Task prompt: Transcribe the records below exactly, from their first line through the line containing "pub trait KeyValueStore: fmt::Debug". Omit every line after it.

Extracted data entries
· · ·
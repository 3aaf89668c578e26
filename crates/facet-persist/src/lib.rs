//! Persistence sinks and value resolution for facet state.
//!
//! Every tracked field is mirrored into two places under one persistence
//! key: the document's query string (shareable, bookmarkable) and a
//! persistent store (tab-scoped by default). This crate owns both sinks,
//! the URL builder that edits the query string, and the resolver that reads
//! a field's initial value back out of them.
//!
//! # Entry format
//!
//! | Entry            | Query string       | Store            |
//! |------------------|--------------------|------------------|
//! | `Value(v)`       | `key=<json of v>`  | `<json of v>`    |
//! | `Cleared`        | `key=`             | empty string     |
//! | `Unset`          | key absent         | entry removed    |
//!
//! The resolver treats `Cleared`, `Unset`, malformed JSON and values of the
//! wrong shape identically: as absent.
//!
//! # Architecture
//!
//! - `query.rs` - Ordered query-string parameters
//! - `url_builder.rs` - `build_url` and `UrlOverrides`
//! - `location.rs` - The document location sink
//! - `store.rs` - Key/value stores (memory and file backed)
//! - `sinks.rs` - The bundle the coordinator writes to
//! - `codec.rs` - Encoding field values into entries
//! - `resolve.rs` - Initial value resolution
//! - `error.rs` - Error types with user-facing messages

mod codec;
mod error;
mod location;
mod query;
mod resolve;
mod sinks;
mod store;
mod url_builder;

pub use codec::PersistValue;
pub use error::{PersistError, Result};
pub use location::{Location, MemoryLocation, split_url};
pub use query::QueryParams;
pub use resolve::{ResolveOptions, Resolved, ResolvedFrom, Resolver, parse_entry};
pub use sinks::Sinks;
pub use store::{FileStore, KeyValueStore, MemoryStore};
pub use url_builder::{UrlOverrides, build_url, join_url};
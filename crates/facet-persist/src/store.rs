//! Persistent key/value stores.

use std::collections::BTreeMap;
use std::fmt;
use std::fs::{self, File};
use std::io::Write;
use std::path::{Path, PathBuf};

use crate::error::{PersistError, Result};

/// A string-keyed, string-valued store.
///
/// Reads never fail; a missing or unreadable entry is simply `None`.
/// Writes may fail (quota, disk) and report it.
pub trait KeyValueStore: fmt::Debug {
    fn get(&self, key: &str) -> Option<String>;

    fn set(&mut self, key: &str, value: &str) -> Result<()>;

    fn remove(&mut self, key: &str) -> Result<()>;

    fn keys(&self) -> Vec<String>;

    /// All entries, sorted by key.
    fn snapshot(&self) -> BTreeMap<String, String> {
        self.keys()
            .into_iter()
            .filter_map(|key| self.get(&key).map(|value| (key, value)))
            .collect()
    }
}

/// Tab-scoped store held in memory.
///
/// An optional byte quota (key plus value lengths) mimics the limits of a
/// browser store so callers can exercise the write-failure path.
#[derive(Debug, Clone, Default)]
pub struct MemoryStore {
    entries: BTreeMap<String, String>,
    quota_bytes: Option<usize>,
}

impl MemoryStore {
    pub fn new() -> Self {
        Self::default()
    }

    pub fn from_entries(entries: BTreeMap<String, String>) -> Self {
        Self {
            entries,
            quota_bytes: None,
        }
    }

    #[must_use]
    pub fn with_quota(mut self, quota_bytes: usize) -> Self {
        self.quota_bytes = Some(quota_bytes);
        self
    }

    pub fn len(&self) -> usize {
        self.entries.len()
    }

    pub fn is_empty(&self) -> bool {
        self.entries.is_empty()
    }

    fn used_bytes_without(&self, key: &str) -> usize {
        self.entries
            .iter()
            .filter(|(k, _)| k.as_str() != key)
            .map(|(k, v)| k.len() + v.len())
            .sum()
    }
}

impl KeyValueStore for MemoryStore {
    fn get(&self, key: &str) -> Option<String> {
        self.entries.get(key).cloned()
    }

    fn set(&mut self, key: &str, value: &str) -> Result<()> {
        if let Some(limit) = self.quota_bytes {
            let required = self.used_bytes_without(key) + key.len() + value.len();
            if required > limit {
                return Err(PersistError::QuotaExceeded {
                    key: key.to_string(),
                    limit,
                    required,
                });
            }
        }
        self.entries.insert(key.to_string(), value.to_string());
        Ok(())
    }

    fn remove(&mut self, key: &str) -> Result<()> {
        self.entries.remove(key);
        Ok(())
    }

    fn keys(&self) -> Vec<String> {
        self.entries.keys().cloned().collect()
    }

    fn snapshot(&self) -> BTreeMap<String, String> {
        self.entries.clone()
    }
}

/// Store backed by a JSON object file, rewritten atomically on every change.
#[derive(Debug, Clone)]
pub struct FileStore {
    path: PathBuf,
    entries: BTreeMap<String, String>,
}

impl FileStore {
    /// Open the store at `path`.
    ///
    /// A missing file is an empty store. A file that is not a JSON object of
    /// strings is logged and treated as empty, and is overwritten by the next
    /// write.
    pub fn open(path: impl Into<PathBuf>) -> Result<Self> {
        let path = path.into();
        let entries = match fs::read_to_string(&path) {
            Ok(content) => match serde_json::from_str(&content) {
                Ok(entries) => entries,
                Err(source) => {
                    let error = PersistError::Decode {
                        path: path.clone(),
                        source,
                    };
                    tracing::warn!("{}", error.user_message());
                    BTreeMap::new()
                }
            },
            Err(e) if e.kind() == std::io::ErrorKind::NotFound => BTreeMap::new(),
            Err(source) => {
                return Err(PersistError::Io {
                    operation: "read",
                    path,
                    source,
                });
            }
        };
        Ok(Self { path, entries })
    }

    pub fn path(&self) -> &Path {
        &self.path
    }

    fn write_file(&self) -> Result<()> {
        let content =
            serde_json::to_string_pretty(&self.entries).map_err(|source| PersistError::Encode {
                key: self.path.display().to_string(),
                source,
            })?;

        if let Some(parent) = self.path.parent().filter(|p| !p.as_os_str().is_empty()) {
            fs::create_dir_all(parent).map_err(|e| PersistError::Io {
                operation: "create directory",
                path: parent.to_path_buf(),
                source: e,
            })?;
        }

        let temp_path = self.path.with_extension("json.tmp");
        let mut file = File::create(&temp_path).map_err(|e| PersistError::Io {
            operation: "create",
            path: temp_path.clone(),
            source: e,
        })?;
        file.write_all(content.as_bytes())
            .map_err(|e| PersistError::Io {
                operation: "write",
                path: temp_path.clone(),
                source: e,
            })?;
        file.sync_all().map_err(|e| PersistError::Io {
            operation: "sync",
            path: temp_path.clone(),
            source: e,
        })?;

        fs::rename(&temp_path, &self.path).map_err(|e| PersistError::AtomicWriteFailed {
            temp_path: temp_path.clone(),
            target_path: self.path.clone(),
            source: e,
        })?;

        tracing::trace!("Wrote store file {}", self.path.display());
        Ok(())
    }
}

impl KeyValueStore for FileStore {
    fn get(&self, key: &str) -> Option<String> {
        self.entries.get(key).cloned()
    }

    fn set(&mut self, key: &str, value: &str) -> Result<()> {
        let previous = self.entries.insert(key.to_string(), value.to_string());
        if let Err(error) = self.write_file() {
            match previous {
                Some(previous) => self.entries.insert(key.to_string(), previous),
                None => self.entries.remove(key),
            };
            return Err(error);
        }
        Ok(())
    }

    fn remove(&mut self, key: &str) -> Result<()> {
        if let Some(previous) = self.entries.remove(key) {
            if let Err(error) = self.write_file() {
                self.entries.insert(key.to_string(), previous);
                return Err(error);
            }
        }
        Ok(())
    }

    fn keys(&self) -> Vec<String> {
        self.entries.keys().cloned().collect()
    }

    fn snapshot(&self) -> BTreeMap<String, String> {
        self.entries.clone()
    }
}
· · ·
Solution for this problem:
repository 3aaf89668c578e26
filename crates/facet-persist/src/lib.rs
//! Persistence sinks and value resolution for facet state.
//!
//! Every tracked field is mirrored into two places under one persistence
//! key: the document's query string (shareable, bookmarkable) and a
//! persistent store (tab-scoped by default). This crate owns both sinks,
//! the URL builder that edits the query string, and the resolver that reads
//! a field's initial value back out of them.
//!
//! # Entry format
//!
//! | Entry            | Query string       | Store            |
//! |------------------|--------------------|------------------|
//! | `Value(v)`       | `key=<json of v>`  | `<json of v>`    |
//! | `Cleared`        | `key=`             | empty string     |
//! | `Unset`          | key absent         | entry removed    |
//!
//! The resolver treats `Cleared`, `Unset`, malformed JSON and values of the
//! wrong shape identically: as absent.
//!
//! # Architecture
//!
//! - `query.rs` - Ordered query-string parameters
//! - `url_builder.rs` - `build_url` and `UrlOverrides`
//! - `location.rs` - The document location sink
//! - `store.rs` - Key/value stores (memory and file backed)
//! - `sinks.rs` - The bundle the coordinator writes to
//! - `codec.rs` - Encoding field values into entries
//! - `resolve.rs` - Initial value resolution
//! - `error.rs` - Error types with user-facing messages

mod codec;
mod error;
mod location;
mod query;
mod resolve;
mod sinks;
mod store;
mod url_builder;

pub use codec::PersistValue;
pub use error::{PersistError, Result};
pub use location::{Location, MemoryLocation, split_url};
pub use query::QueryParams;
pub use resolve::{ResolveOptions, Resolved, ResolvedFrom, Resolver, parse_entry};
pub use sinks::Sinks;
pub use store::{FileStore, KeyValueStore, MemoryStore};
pub use url_builder::{UrlOverrides, build_url, join_url};
filename crates/facet-persist/src/store.rs
//! Persistent key/value stores.

use std::collections::BTreeMap;
use std::fmt;
use std::fs::{self, File};
use std::io::Write;
use std::path::{Path, PathBuf};

use crate::error::{PersistError, Result};

/// A string-keyed, string-valued store.
///
/// Reads never fail; a missing or unreadable entry is simply `None`.
/// Writes may fail (quota, disk) and report it.
pub trait KeyValueStore: fmt::Debug {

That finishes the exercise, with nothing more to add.